For 13 years she’d been chief executive officer of Patagonia, the California outdoor apparel company famous for its high-end parkas, eco-activism, and advertisements to shop less. Starting as an assistant packer at 19 during a college summer, she had figured out whatever needed figuring out when founder and owner Yvon Chouinard’s method for underwriting his hobbies—fly fishing, mountaineering, surfing—became a growing business in the early 1970s. On her watch, the company more than quadrupled to $120 million-plus in annual revenue. Still, she was restless. “I looked around and I could see the rest of my life. There would always be interesting challenges, but I’d be doing the same thing in 10 years, at 50 and 60. So I took a giant leap of faith.”
Photograph by Gary Regester
Doug, the man she was off to see, had likewise dropped out midcareer, having made a name for himself as the co-founder of the North Face (VFC), and, two decades later, in the 1980s, a fortune with Esprit, the women’s wear brand he built with his first wife. In 1991 he relocated to Chile to purchase the Reñihue farm and 756,000 more acres on the fjord to create his own nature reserve. He called it Pumalin Park, after the puma, the region’s most charismatic predator. It was there that Kris, then 43, came calling in time for Christmas in December 1993.
She never left. McDivitt and Tompkins married in 1994, the second time for both, then embarked on one of the most ambitious private conservation projects on the planet. Over the past two decades, the two American clothing executives have accomplished more than many nations at establishing a network of new parks, expanding existing ones, and linking them into wildlife “corridors”—a continuous habitat that reflects migratory patterns and animals’ range rather than lines on a map. They’ve financed much of this with their own fortunes. In all, they’ve conserved nearly 2.2 million acres across the Patagonia region and won national park status for three parks, in Argentina and Chile, that didn’t exist before they got involved.
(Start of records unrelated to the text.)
use innosistemas_web::{
    AppState,
    config::{AppConfig, Env},
    create_router,
    repository::{InMemoryTeamRepository, RepositoryState},
};
use std::{process::ExitCode, sync::Arc};
use tokio::net::TcpListener;
use tracing_subscriber::{layer::SubscriberExt, util::SubscriberInitExt};

/// main
///
/// Loads configuration, installs logging, builds the team store and serves the
/// guarded pages.
#[tokio::main]
async fn main() -> ExitCode {
    // 1. Configuration (fail-fast)
    dotenv::dotenv().ok();
    let config = match AppConfig::load() {
        Ok(config) => config,
        Err(e) => {
            eprintln!("FATAL: {}", e);
            return ExitCode::FAILURE;
        }
    };

    // 2. Logging: RUST_LOG wins, otherwise crate debug + request traces.
    let env_filter = tracing_subscriber::EnvFilter::try_from_default_env()
        .unwrap_or_else(|_| "innosistemas_web=debug,tower_http=info".into());

    match config.env {
        Env::Local => {
            tracing_subscriber::registry()
                .with(env_filter)
                .with(tracing_subscriber::fmt::layer().pretty())
                .init();
        }
        Env::Production => {
            tracing_subscriber::registry()
                .with(env_filter)
                .with(tracing_subscriber::fmt::layer().json())
                .init();
        }
    }

    tracing::info!("Application starting in {:?} mode", config.env);

    // 3. Team store, seeded with the sample catalog.
    let repo = Arc::new(InMemoryTeamRepository::seeded()) as RepositoryState;

    // 4. Router and server
    let bind_addr = config.bind_addr;
    let app = create_router(AppState::new(repo, config));

    let listener = match TcpListener::bind(bind_addr).await {
        Ok(listener) => listener,
        Err(e) => {
            tracing::error!(%bind_addr, error = %e, "failed to bind listener");
            return ExitCode::FAILURE;
        }
    };

    tracing::info!("Listening on {}", bind_addr);
    tracing::info!("API Documentation (Swagger UI) available at: http://{}/api/swagger-ui", bind_addr);

    if let Err(e) = axum::serve(listener, app).await {
        tracing::error!(error = %e, "server terminated");
        return ExitCode::FAILURE;
    }
    ExitCode::SUCCESS
}
use innosistemas_web::{
    AppConfig, AppState, InMemoryTeamRepository, create_router, repository::RepositoryState,
};
use std::sync::Arc;
use tokio::net::TcpListener;

#[derive(Debug)]
pub struct TestApp {
    pub address: String,
}

async fn spawn_app() -> TestApp {
    let repo = Arc::new(InMemoryTeamRepository::seeded()) as RepositoryState;
    let router = create_router(AppState::new(repo, AppConfig::default()));

    let listener = TcpListener::bind("127.0.0.1:0")
        .await
        .expect("Failed to bind port");
    let port = listener.local_addr().unwrap().port();
    let address = format!("http://127.0.0.1:{}", port);

    tokio::spawn(async move {
        axum::serve(listener, router).await.unwrap();
    });

    TestApp { address }
}

fn client() -> reqwest::Client {
    reqwest::Client::builder()
        .redirect(reqwest::redirect::Policy::none())
        .build()
        .unwrap()
}

#[tokio::test]
async fn test_health_check() {
    let app = spawn_app().await;
    let response = client()
        .get(format!("{}/api/health", app.address))
        .send()
        .await
        .expect("req fail");
    assert!(response.status().is_success());
}

#[tokio::test]
async fn test_openapi_document_served_without_session() {
    let app = spawn_app().await;
    let response = client()
        .get(format!("{}/api/openapi.json", app.address))
        .send()
        .await
        .unwrap();
    assert_eq!(response.status(), 200);

    let doc: serde_json::Value = response.json().await.unwrap();
    assert!(doc["paths"]["/cursos/{id}/equipos"].is_object());
}

#[tokio::test]
async fn test_login_round_trip() {
    let app = spawn_app().await;
    let client = client();

    // Anonymous: bounced to login with the return path.
    let response = client
        .get(format!("{}/dashboard", app.address))
        .send()
        .await
        .unwrap();
    assert_eq!(response.status(), 307);
    assert_eq!(
        response.headers()["location"].to_str().unwrap(),
        "/auth/login?next=%2Fdashboard"
    );

    // With a session the same page renders.
    let response = client
        .get(format!("{}/dashboard", app.address))
        .header("cookie", "auth_token=abc; user_info=%7B%22role%22%3A%22student%22%7D")
        .send()
        .await
        .unwrap();
    assert_eq!(response.status(), 200);
}
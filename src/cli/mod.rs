pub mod browse;
pub mod commands;

use std::path::PathBuf;

use clap::{Parser, Subcommand};

#[derive(Parser)]
#[command(name = "tributary")]
#[command(about = "Browse an RSS/Atom feed through fallback proxies", long_about = None)]
pub struct Cli {
    /// Config file (default: ~/.config/tributary/config.toml)
    #[arg(short, long, global = true)]
    pub config: Option<PathBuf>,

    /// Favorites database file
    #[arg(long, global = true)]
    pub db: Option<PathBuf>,

    #[command(subcommand)]
    pub command: Commands,
}

#[derive(Subcommand)]
pub enum Commands {
    /// Print one page of a feed
    Show {
        /// URL of the feed
        url: String,

        /// Page to print (1-based)
        #[arg(short, long, default_value_t = 1)]
        page: usize,

        /// Only entries whose title or summary contains this text
        #[arg(short, long, conflicts_with = "favorites")]
        search: Option<String>,

        /// Only favorite entries
        #[arg(short, long)]
        favorites: bool,

        /// Emit JSON instead of text
        #[arg(long)]
        json: bool,
    },
    /// Browse a feed interactively
    Browse {
        /// URL of the feed
        url: String,
    },
    /// List favorite links
    Favorites,
    /// Star or unstar a link
    Toggle {
        /// Entry link
        link: String,
    },
}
They’ve spearheaded the reintroduction of endangered species—giant anteaters, Pampas deer—in programs watched by wildlife biologists around the world. Jaguars are next.
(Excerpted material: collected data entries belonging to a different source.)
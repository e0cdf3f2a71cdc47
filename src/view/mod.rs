//! Derived view over a loaded feed: paging cursor and active filter.
//!
//! Paging always refers to the full entry list. Filtered views are shown
//! whole, on one implicit page, while the page cursor and its controls keep
//! describing the unfiltered list. Moving the cursor leaves any filter.

use crate::domain::{Entry, EntryView, FavoritesSet};

pub const PAGE_SIZE: usize = 10;

#[derive(Debug, Clone, Default, PartialEq, Eq)]
pub enum Filter {
    #[default]
    None,
    Favorites,
    /// Lowercased needle matched against title and summary.
    Text(String),
}

impl Filter {
    pub fn text(needle: &str) -> Self {
        Filter::Text(needle.to_lowercase())
    }

    pub fn is_active(&self) -> bool {
        !matches!(self, Filter::None)
    }
}

#[derive(Debug)]
pub struct ViewState {
    entries: Vec<Entry>,
    current_page: usize,
    filter: Filter,
}

impl ViewState {
    pub fn new() -> Self {
        Self {
            entries: Vec::new(),
            current_page: 1,
            filter: Filter::None,
        }
    }

    /// Replace the whole entry list, returning to page 1 with no filter.
    pub fn load(&mut self, entries: Vec<Entry>) {
        self.entries = entries;
        self.current_page = 1;
        self.filter = Filter::None;
    }

    /// Replace the active filter. Filters never stack.
    pub fn set_filter(&mut self, filter: Filter) {
        self.filter = filter;
        self.current_page = 1;
    }

    pub fn filter(&self) -> &Filter {
        &self.filter
    }

    pub fn entries(&self) -> &[Entry] {
        &self.entries
    }

    pub fn visible_page<'a>(&'a self, favorites: &FavoritesSet) -> Vec<&'a Entry> {
        match &self.filter {
            Filter::None => {
                let start = ((self.current_page - 1) * PAGE_SIZE).min(self.entries.len());
                let end = (start + PAGE_SIZE).min(self.entries.len());
                self.entries[start..end].iter().collect()
            }
            Filter::Favorites => self
                .entries
                .iter()
                .filter(|e| favorites.contains(&e.link))
                .collect(),
            Filter::Text(needle) => self
                .entries
                .iter()
                .filter(|e| e.matches_text(needle))
                .collect(),
        }
    }

    /// Visible entries paired with their favorite flag.
    pub fn project(&self, favorites: &FavoritesSet) -> Vec<EntryView> {
        self.visible_page(favorites)
            .into_iter()
            .map(|e| EntryView::new(e, favorites.contains(&e.link)))
            .collect()
    }

    /// Advance one page and show the unfiltered list.
    pub fn next_page(&mut self) -> bool {
        if self.can_go_next() {
            self.current_page += 1;
            self.filter = Filter::None;
            true
        } else {
            false
        }
    }

    pub fn prev_page(&mut self) -> bool {
        if self.can_go_prev() {
            self.current_page -= 1;
            self.filter = Filter::None;
            true
        } else {
            false
        }
    }

    pub fn can_go_next(&self) -> bool {
        self.current_page * PAGE_SIZE < self.entries.len()
    }

    pub fn can_go_prev(&self) -> bool {
        self.current_page > 1
    }

    pub fn page_label(&self) -> usize {
        self.current_page
    }

    pub fn page_count(&self) -> usize {
        self.entries.len().div_ceil(PAGE_SIZE).max(1)
    }
}

impl Default for ViewState {
    fn default() -> Self {
        Self::new()
    }
}

#[cfg(test)]
mod tests {
    use super::*;

    fn entry(i: usize, title: &str, summary: &str) -> Entry {
        Entry::from_parts(
            Some(title.to_string()),
            Some(format!("https://example.com/{}", i)),
            Some(summary.to_string()),
            None,
            None,
        )
    }

    fn entries(n: usize) -> Vec<Entry> {
        (0..n)
            .map(|i| entry(i, &format!("Story {}", i), "Nothing to see"))
            .collect()
    }

    fn links(visible: &[&Entry]) -> Vec<String> {
        visible.iter().map(|e| e.link.clone()).collect()
    }

    #[test]
    fn test_empty_view_is_inert() {
        let mut view = ViewState::new();
        let favorites = FavoritesSet::new();

        assert_eq!(view.page_label(), 1);
        assert_eq!(view.page_count(), 1);
        assert!(view.visible_page(&favorites).is_empty());
        assert!(!view.can_go_next());
        assert!(!view.can_go_prev());
        assert!(!view.next_page());
        assert!(!view.prev_page());
        assert_eq!(view.page_label(), 1);
    }

    #[test]
    fn test_paging_through_25_entries() {
        let mut view = ViewState::new();
        let favorites = FavoritesSet::new();
        view.load(entries(25));

        assert_eq!(view.page_label(), 1);
        assert_eq!(view.page_count(), 3);
        assert_eq!(view.visible_page(&favorites).len(), 10);
        assert!(!view.can_go_prev());
        assert!(view.can_go_next());

        assert!(view.next_page());
        assert!(view.next_page());

        assert_eq!(view.page_label(), 3);
        let visible = view.visible_page(&favorites);
        assert_eq!(visible.len(), 5);
        assert_eq!(visible[0].link, "https://example.com/20");
        assert!(!view.can_go_next());
        assert!(view.can_go_prev());

        assert!(!view.next_page());
        assert_eq!(view.page_label(), 3);
    }

    #[test]
    fn test_can_go_next_boundary() {
        for len in [0, 1, 9, 10, 11, 20, 21] {
            let mut view = ViewState::new();
            view.load(entries(len));
            loop {
                assert_eq!(view.can_go_next(), view.page_label() * PAGE_SIZE < len);
                assert_eq!(view.can_go_prev(), view.page_label() > 1);
                if !view.next_page() {
                    break;
                }
            }
            assert_eq!(view.page_label(), view.page_count());
        }
    }

    #[test]
    fn test_prev_page_stops_at_one() {
        let mut view = ViewState::new();
        view.load(entries(15));
        view.next_page();

        assert!(view.prev_page());
        assert!(!view.prev_page());
        assert_eq!(view.page_label(), 1);
    }

    #[test]
    fn test_load_resets_page_and_filter() {
        let mut view = ViewState::new();
        view.load(entries(30));
        view.next_page();
        view.set_filter(Filter::Favorites);

        view.load(entries(3));
        assert_eq!(view.page_label(), 1);
        assert_eq!(view.filter(), &Filter::None);
        assert_eq!(view.entries().len(), 3);
    }

    #[test]
    fn test_text_filter_shows_every_match() {
        let mut all = entries(25);
        all[2] = entry(2, "Election results", "");
        all[13] = entry(13, "Markets", "Ahead of the ELECTION");
        all[24] = entry(24, "Pre-election polls", "Close race");

        let mut view = ViewState::new();
        let favorites = FavoritesSet::new();
        view.load(all);
        view.next_page();
        view.next_page();

        view.set_filter(Filter::text("election"));
        assert_eq!(view.page_label(), 1);
        let visible = view.visible_page(&favorites);
        assert_eq!(
            links(&visible),
            [
                "https://example.com/2",
                "https://example.com/13",
                "https://example.com/24"
            ]
        );

        // Page controls still describe the unfiltered list, and moving
        // leaves the filter for that page.
        assert!(view.next_page());
        assert_eq!(view.filter(), &Filter::None);
        assert_eq!(view.page_label(), 2);
        let visible = view.visible_page(&favorites);
        assert_eq!(visible.len(), 10);
        assert_eq!(visible[0].link, "https://example.com/10");
    }

    #[test]
    fn test_failed_move_keeps_filter() {
        let mut view = ViewState::new();
        let favorites = FavoritesSet::new();
        view.load(entries(5));
        view.set_filter(Filter::text("story 1"));

        assert!(!view.next_page());
        assert!(!view.prev_page());
        assert_eq!(view.filter(), &Filter::text("story 1"));
        assert_eq!(view.visible_page(&favorites).len(), 1);
    }

    #[test]
    fn test_filters_replace_each_other() {
        let mut all = entries(12);
        all[0] = entry(0, "Weather", "Sunny");
        all[11] = entry(11, "Sports", "Weather delays");

        let mut view = ViewState::new();
        let favorites: FavoritesSet = ["https://example.com/5"].into_iter().collect();
        view.load(all);

        view.set_filter(Filter::text("Weather"));
        assert_eq!(view.visible_page(&favorites).len(), 2);

        view.set_filter(Filter::Favorites);
        assert_eq!(links(&view.visible_page(&favorites)), ["https://example.com/5"]);

        view.set_filter(Filter::None);
        assert_eq!(view.visible_page(&favorites).len(), 10);
    }

    #[test]
    fn test_favorites_filter_shows_all_matches_on_one_page() {
        let mut view = ViewState::new();
        view.load(entries(25));
        let favorites: FavoritesSet = [
            "https://example.com/1",
            "https://example.com/15",
            "https://example.com/24",
            "https://example.com/not-loaded",
        ]
        .into_iter()
        .collect();

        view.set_filter(Filter::Favorites);
        let visible = view.visible_page(&favorites);
        assert_eq!(visible.len(), 3);
        assert_eq!(visible[2].link, "https://example.com/24");
    }

    #[test]
    fn test_duplicate_links_share_favorite_flag() {
        let mut view = ViewState::new();
        view.load(vec![
            entry(1, "First copy", ""),
            entry(1, "Second copy", ""),
            entry(2, "Other", ""),
        ]);
        let favorites: FavoritesSet = ["https://example.com/1"].into_iter().collect();

        let projected = view.project(&favorites);
        assert_eq!(projected.len(), 3);
        assert!(projected[0].is_favorite);
        assert!(projected[1].is_favorite);
        assert!(!projected[2].is_favorite);

        view.set_filter(Filter::Favorites);
        assert_eq!(view.project(&favorites).len(), 2);
    }
}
“What they have done, it is not at all easy to do,” says M. Sanjayan, the former chief scientist at the Nature Conservancy who now is at Conservation International. “Some will say oh, if you have the money, you just buy the property and put a fence around it. But you have to be politically savvy, legally savvy, and people-savvy to keep it saved.”
“They make an incredible team,” says their friend Tom Brokaw, the former NBC news anchor. “With Doug—social skills are not his strength. But among those I know, no one is bolder at acting on his imagination. And Kris knows how to communicate his vision.” Theirs is not a case of the great-woman-behind-the-great-man, Brokaw says: “They are each strong leaders, with different styles.”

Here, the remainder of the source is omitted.